O objetivo desta é fazer um chamamento à militância da Bahia para expor suas formulações, que em partes foram expostas no congresso, e para fazer um balanço dos caminhos escolhidos e as formas para tal e seus resultados, isso no momento em que acredito ser de maior importância fixar as bases e coesão do partido para dar de forma direcionada e com uso de todas as forças em direção à estratégia e com as táticas estabelecidas no congresso.
Há em torno de oito meses de cisão oficiais na Bahia. É necessário um balanço agora de todos as bases que romperam com o Partido naquele momento. Isso constituído dos documentos de denúncia em sua forma e conteúdo, dos processos de oficializar e legitimar os novos organismos de direção com suas durações e nível de profundidade dos debates e sínteses e, principalmente, do nível do estágio atual do trabalho e da organicidade.

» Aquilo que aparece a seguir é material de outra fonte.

//! Gmail API v1 message shapes. Every field is optional on the wire, so
//! everything here defaults to "absent" rather than failing to parse.

use serde::{Deserialize, Serialize};

pub type MessageId = String;

/// One entry of a `users.messages.list` page.
#[derive(Debug, Clone, Default, PartialEq, Serialize, Deserialize)]
#[serde(rename_all = "camelCase")]
pub struct MessageRef {
    pub id: MessageId,
    #[serde(default)]
    pub thread_id: Option<String>,
}

/// A page of `users.messages.list`.
#[derive(Debug, Clone, Default, Serialize, Deserialize)]
#[serde(rename_all = "camelCase")]
pub struct MessagePage {
    #[serde(default)]
    pub messages: Option<Vec<MessageRef>>,
    #[serde(default)]
    pub next_page_token: Option<String>,
    #[serde(default)]
    pub result_size_estimate: Option<u32>,
}

impl MessagePage {
    pub fn messages(&self) -> &[MessageRef] {
        self.messages.as_deref().unwrap_or_default()
    }

    /// Cursor for the following page; an empty token counts as none.
    pub fn next_token(&self) -> Option<&str> {
        self.next_page_token.as_deref().filter(|t| !t.is_empty())
    }
}

/// A full message as returned by `users.messages.get?format=full`.
#[derive(Debug, Clone, Default, Serialize, Deserialize)]
#[serde(rename_all = "camelCase")]
pub struct Message {
    #[serde(default)]
    pub id: MessageId,
    #[serde(default)]
    pub thread_id: Option<String>,
    #[serde(default)]
    pub snippet: Option<String>,
    #[serde(default)]
    pub internal_date: Option<String>,
    #[serde(default)]
    pub payload: Option<MessagePart>,
}

#[derive(Debug, Clone, Default, Serialize, Deserialize)]
pub struct Header {
    pub name: String,
    pub value: String,
}

/// A node of the MIME part tree.
#[derive(Debug, Clone, Default, Serialize, Deserialize)]
#[serde(rename_all = "camelCase")]
pub struct MessagePart {
    #[serde(default)]
    pub part_id: Option<String>,
    #[serde(default)]
    pub mime_type: Option<String>,
    #[serde(default)]
    pub filename: Option<String>,
    #[serde(default)]
    pub headers: Option<Vec<Header>>,
    #[serde(default)]
    pub body: Option<MessagePartBody>,
    #[serde(default)]
    pub parts: Option<Vec<MessagePart>>,
}

impl MessagePart {
    pub fn mime_type(&self) -> &str {
        self.mime_type.as_deref().unwrap_or_default()
    }

    pub fn children(&self) -> &[MessagePart] {
        self.parts.as_deref().unwrap_or_default()
    }

    /// Base64 body data, if this part carries any inline.
    pub fn data(&self) -> Option<&str> {
        self.body
            .as_ref()
            .and_then(|b| b.data.as_deref())
            .filter(|d| !d.is_empty())
    }

    pub fn header(&self, name: &str) -> Option<&str> {
        self.headers
            .as_deref()
            .unwrap_or_default()
            .iter()
            .find(|h| h.name.eq_ignore_ascii_case(name))
            .map(|h| h.value.as_str())
    }
}

#[derive(Debug, Clone, Default, Serialize, Deserialize)]
#[serde(rename_all = "camelCase")]
pub struct MessagePartBody {
    #[serde(default)]
    pub attachment_id: Option<String>,
    #[serde(default)]
    pub size: Option<u64>,
    #[serde(default)]
    pub data: Option<String>,
}
//! Date arithmetic and rendering for Gmail search queries.

use chrono::{Days, NaiveDate};

use crate::error::DateError;

/// Returns the date `days_ago` days before `anchor`.
///
/// `days_ago` must be at least 1 and `anchor` must be present.
pub fn previous_date(anchor: Option<NaiveDate>, days_ago: i64) -> Result<NaiveDate, DateError> {
    let anchor = require_anchor(anchor)?;
    let days = require_positive("days_ago", days_ago)?;

    anchor
        .checked_sub_days(days)
        .ok_or_else(|| DateError::InvalidArgument(format!("{anchor} minus {days_ago} days is out of range")))
}

/// Returns the date `days_ahead` days after `anchor`.
///
/// `days_ahead` must be at least 1 and `anchor` must be present.
pub fn future_date(anchor: Option<NaiveDate>, days_ahead: i64) -> Result<NaiveDate, DateError> {
    let anchor = require_anchor(anchor)?;
    let days = require_positive("days_ahead", days_ahead)?;

    anchor
        .checked_add_days(days)
        .ok_or_else(|| DateError::InvalidArgument(format!("{anchor} plus {days_ahead} days is out of range")))
}

/// Renders a date in Gmail's `after:`/`before:` syntax, `YYYY/MM/DD`.
pub fn query_format(date: Option<NaiveDate>) -> Result<String, DateError> {
    let date = require_anchor(date)?;
    Ok(date.format("%Y/%m/%d").to_string())
}

fn require_anchor(anchor: Option<NaiveDate>) -> Result<NaiveDate, DateError> {
    anchor.ok_or_else(|| DateError::InvalidArgument("invalid date object given".to_string()))
}

fn require_positive(name: &str, value: i64) -> Result<Days, DateError> {
    if value < 1 {
        return Err(DateError::InvalidArgument(format!(
            "invalid value for `{name}`: must be greater than 0, got {value}"
        )));
    }
    Ok(Days::new(value as u64))
}

/// Inclusive start / exclusive end of a search, as Gmail interprets
/// `after:` and `before:`.
#[derive(Debug, Clone, Copy, PartialEq, Eq)]
pub struct SearchWindow {
    pub start: NaiveDate,
    pub end: NaiveDate,
}

impl SearchWindow {
    /// Window covering `window_days` calendar days, the last one being `anchor`.
    pub fn ending_on(anchor: NaiveDate, window_days: i64) -> Result<Self, DateError> {
        let start = match window_days {
            n if n < 1 => {
                return Err(DateError::InvalidArgument(format!(
                    "invalid value for `window_days`: must be greater than 0, got {n}"
                )));
            }
            1 => anchor,
            n => previous_date(Some(anchor), n - 1)?,
        };
        let end = future_date(Some(anchor), 1)?;
        Ok(Self { start, end })
    }

    pub fn after(&self) -> Result<String, DateError> {
        query_format(Some(self.start))
    }

    pub fn before(&self) -> Result<String, DateError> {
        query_format(Some(self.end))
    }
}
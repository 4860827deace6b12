//! Mail provider access: the provider seam, the Gmail implementation and
//! helpers for digging the HTML body out of a message.

pub mod decoders;
pub mod gmail_client;
pub mod mime;

use crate::domain::message::{Message, MessagePage};
use crate::error::MailError;

pub type Result<T> = std::result::Result<T, MailError>;

/// The two mailbox operations the tally needs.
pub trait MailProvider {
    /// One page of message references matching a Gmail search `query`.
    fn list_messages(&self, query: &str, page_token: Option<&str>) -> Result<MessagePage>;

    /// The full message, including its MIME part tree.
    fn get_message(&self, id: &str) -> Result<Message>;
}
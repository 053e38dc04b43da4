//! # patricia-dict
//!
//! An in-memory string dictionary on a binary (bitwise) PATRICIA trie.
//!
//! ## Features
//!
//! - **Bit-level branching**: every internal node tests one key bit, MSB first
//! - **Tombstone deletion**: deleting marks the leaf, re-inserting revives it
//! - **Ordered enumeration**: bit-0 subtrees before bit-1 subtrees
//! - **Maintained counters**: node, active and deleted counts kept incrementally
//! - **Fallible allocation**: out-of-memory fails one insert, never aborts
//!
//! ## Example
//!
//! ```rust
//! use patricia_dict::{PatriciaTrie, InsertOutcome};
//!
//! let mut trie = PatriciaTrie::new();
//! assert_eq!(trie.insert("a").unwrap(), InsertOutcome::Added);
//! assert_eq!(trie.insert("ab").unwrap(), InsertOutcome::Added);
//!
//! assert!(trie.search("a"));
//! assert!(trie.delete("a"));
//! assert_eq!(trie.insert("a").unwrap(), InsertOutcome::Reactivated);
//!
//! for word in &trie {
//!     println!("{}", String::from_utf8_lossy(word));
//! }
//! ```

#![forbid(unsafe_code)]
#![warn(clippy::all)]

pub mod error;
pub mod loader;
pub mod patricia;
pub mod shell;

pub use error::{LoadError, Result, TrieError};
pub use patricia::{
    DepthStats, InsertOutcome, Iter, PatriciaTrie, SplitPlacement, TrieConfig, TrieStats,
    NODE_FOOTPRINT,
};

use std::path::Path;

use parking_lot::RwLock;

/// A [`PatriciaTrie`] behind a single reader-writer lock.
///
/// Mutations take the lock exclusively for the whole operation; searches and
/// snapshots share it.
pub struct SharedTrie {
    inner: RwLock<PatriciaTrie>,
}

impl SharedTrie {
    /// Create a new empty shared trie with default configuration.
    pub fn new() -> Self {
        Self::with_config(TrieConfig::default())
    }

    /// Create a new shared trie with the given configuration.
    pub fn with_config(config: TrieConfig) -> Self {
        Self {
            inner: RwLock::new(PatriciaTrie::with_config(config)),
        }
    }

    pub fn insert(&self, key: impl AsRef<[u8]>) -> Result<InsertOutcome> {
        self.inner.write().insert(key)
    }

    pub fn search(&self, key: impl AsRef<[u8]>) -> bool {
        self.inner.read().search(key)
    }

    pub fn delete(&self, key: impl AsRef<[u8]>) -> bool {
        self.inner.write().delete(key)
    }

    /// Snapshot of the active keys in enumeration order.
    pub fn keys(&self) -> Vec<Vec<u8>> {
        self.inner.read().iter().map(<[u8]>::to_vec).collect()
    }

    pub fn stats(&self) -> TrieStats {
        self.inner.read().stats()
    }

    /// Number of active words.
    pub fn len(&self) -> usize {
        self.inner.read().len()
    }

    pub fn is_empty(&self) -> bool {
        self.len() == 0
    }

    pub fn clear(&self) {
        self.inner.write().clear();
    }

    /// Load a word list while holding the write lock for the whole file.
    pub fn load_path(&self, path: impl AsRef<Path>) -> std::result::Result<usize, LoadError> {
        loader::load_path(&mut *self.inner.write(), path)
    }

    /// Run `f` with shared access to the trie.
    pub fn read<T>(&self, f: impl FnOnce(&PatriciaTrie) -> T) -> T {
        f(&*self.inner.read())
    }

    /// Run `f` with exclusive access to the trie.
    pub fn write<T>(&self, f: impl FnOnce(&mut PatriciaTrie) -> T) -> T {
        f(&mut *self.inner.write())
    }

    /// Consume the handle, returning the trie.
    pub fn into_inner(self) -> PatriciaTrie {
        self.inner.into_inner()
    }
}

impl Default for SharedTrie {
    fn default() -> Self {
        Self::new()
    }
}

impl From<PatriciaTrie> for SharedTrie {
    fn from(trie: PatriciaTrie) -> Self {
        Self {
            inner: RwLock::new(trie),
        }
    }
}

#[cfg(test)]
mod proptests;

Este texto é construído a partir das inquietações surgidas da falta de unidade expostas nas tribunas (em partes nas redes socais e mídias digitais) pós-cisão, da contradição entre os motivos expostos para referendar a cisão e o que na prática, na ação diária, observa-se. Por outra parte, a sensação da falta de conexão entre a defesa da cisão com o seu argumento principal: o abandono do marxismo-leninismo pela maioria do núcleo dirigente do PCB. Concomitantemente, a sobreposição disso pela noção de conexão central cisão - problemas sensíveis organizativos, aqui na Bahia, nas bases.
Primeiramente, à época, na minha célula e nos espaços de pleno, defendi que o debate de cindir e posteriormente construir um congresso era muito importante e suas consequências radicais, ou seja, uma vez deliberado isso não haveria volta atrás. Assim, qualquer escolha, inclusive aguardar, deveria ser tomada após análise sóbria dos discursos que construíam aquele momento e do contexto histórico da esquerda radical (nacionalmente, marcado por cisões e cisões das cisões, internacionalmente, em especial na Europa, da mesma forma, ainda que por motivos diferentes). O que de fato não ocorreu.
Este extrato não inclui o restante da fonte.